Practice meditation


  1. Choose a stable seating position.
    Settle into a comfortable seat on a cushion or chair, making sure it is level and does not tilt in any direction. This ensures your physical comfort, which is essential for a sustained meditation session.
  2. Adopt a supportive posture.
    Sit with your feet flat on the floor or legs comfortably crossed, ensuring your back is straight but not tense, and your front is open. Place your hands on your thighs, palms down. Gaze gently downwards about four to six feet in front of you, and keep your mouth slightly open with your tongue resting lightly at the roof of your mouth. This posture aids in maintaining physical stability and encourages mental relaxation.
  3. Focus lightly on your out-breath.
    Dedicate about a quarter of your attention to the natural flow of your out-breath. This touch-and-go approach helps anchor your mind in its natural state of openness without trying to manipulate the breath or achieve a special state.
  4. Use the "touch and let go" technique.
    When you find yourself distracted by thoughts, acknowledge them with a gentle mental touch and then release them. Bring your focus back to your out-breath each time. This method helps you maintain presence and avoid getting entangled in your thoughts.

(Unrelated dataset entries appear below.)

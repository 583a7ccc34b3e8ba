use std::error::Error;
use std::sync::Arc;

use datacatalog_client::error_catalog::{CatalogCache, CatalogLoader, StaticCatalogSource};
use datacatalog_client::mutation::{
    DependentRead, EndpointOptions, GraphQlClient, GraphQlMutation, GraphQlReadRefresher,
    MutationContinuation, MutationRequest, MutationRunner, RunOutcome,
};
use datacatalog_client::notification::ChannelNotificationSink;
use serde_json::{json, Value};

const EN: &str = "\
errors:
  Datastore:
    name:
      required: Give the datastore a name.
      taken: Another datastore already uses this name.
";

#[tokio::main(flavor = "current_thread")]
async fn main() -> Result<(), Box<dyn Error>> {
    // Point DATACATALOG_API_HOST at a local API, e.g. http://localhost:8080
    let client = GraphQlClient::new(EndpointOptions::from_env()?);
    let rename = GraphQlMutation::new(
        client.clone(),
        "mutation RenameDatastore($id: ID!, $name: String!) { \
         renameDatastore(id: $id, name: $name) { datastore { id name } errors { resource field code } } }",
    )?;

    let catalog = CatalogLoader::new(
        Arc::new(StaticCatalogSource::new().with_document("en", EN)),
        CatalogCache::new(),
    );
    let (sink, notifications) = ChannelNotificationSink::new();
    let runner = MutationRunner::new(
        Arc::new(rename),
        Arc::new(GraphQlReadRefresher::new(client)),
        catalog,
        Arc::new(sink),
    );

    let request = MutationRequest::new(json!({ "id": "ds_42", "name": "warehouse" }))
        .with_success_message("Datastore renamed.")
        .with_dependent_read(DependentRead::new(
            "query Datastores { datastores { id name } }",
            Value::Object(Default::default()),
        ));

    let on_settled: MutationContinuation = Box::new(|payload: &Value| {
        println!("settled payload: {payload}");
    });
    let outcome = runner.run(request, Some(on_settled)).await?;

    while let Ok(notification) = notifications.try_recv() {
        println!("[{}] {}", notification.severity, notification.message);
    }
    if let RunOutcome::DomainError { errors, .. } = outcome {
        println!("{} domain error(s) reported", errors.len());
    }
    Ok(())
}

  5. Label your thoughts as "thinking."
    Whenever you notice that you've gotten lost in thought—whether planning, worrying, or daydreaming—gently acknowledge these thoughts by labeling them "thinking." Then, without judgment, return your focus to your breathing. This labeling technique cultivates a nonjudgmental attitude and helps you recognize the transient nature of thoughts.
  6. Cultivate an attitude of openness
    Meet each thought with unconditional friendliness and allow it to dissolve naturally, similar to how clouds fade in the sky. This approach fosters a kind, open-hearted response to your mental experiences.
  7. Regularly refocus on the present moment.
    Remind yourself that the essence of meditation is to stay open and relaxed with whatever comes up, without clinging to or rejecting any thoughts or sensations. When you notice yourself getting attached to specific experiences or resisting others, gently label these reactions as "thinking" and guide your attention back to your breath.
  8. Commit to regular practice. Schedule a regular meditation practice. Use this time to continuously return to your breath, no matter the distractions or feelings that arise. This consistent practice is crucial for developing the stability and clarity needed to handle life's challenges with grace and humor.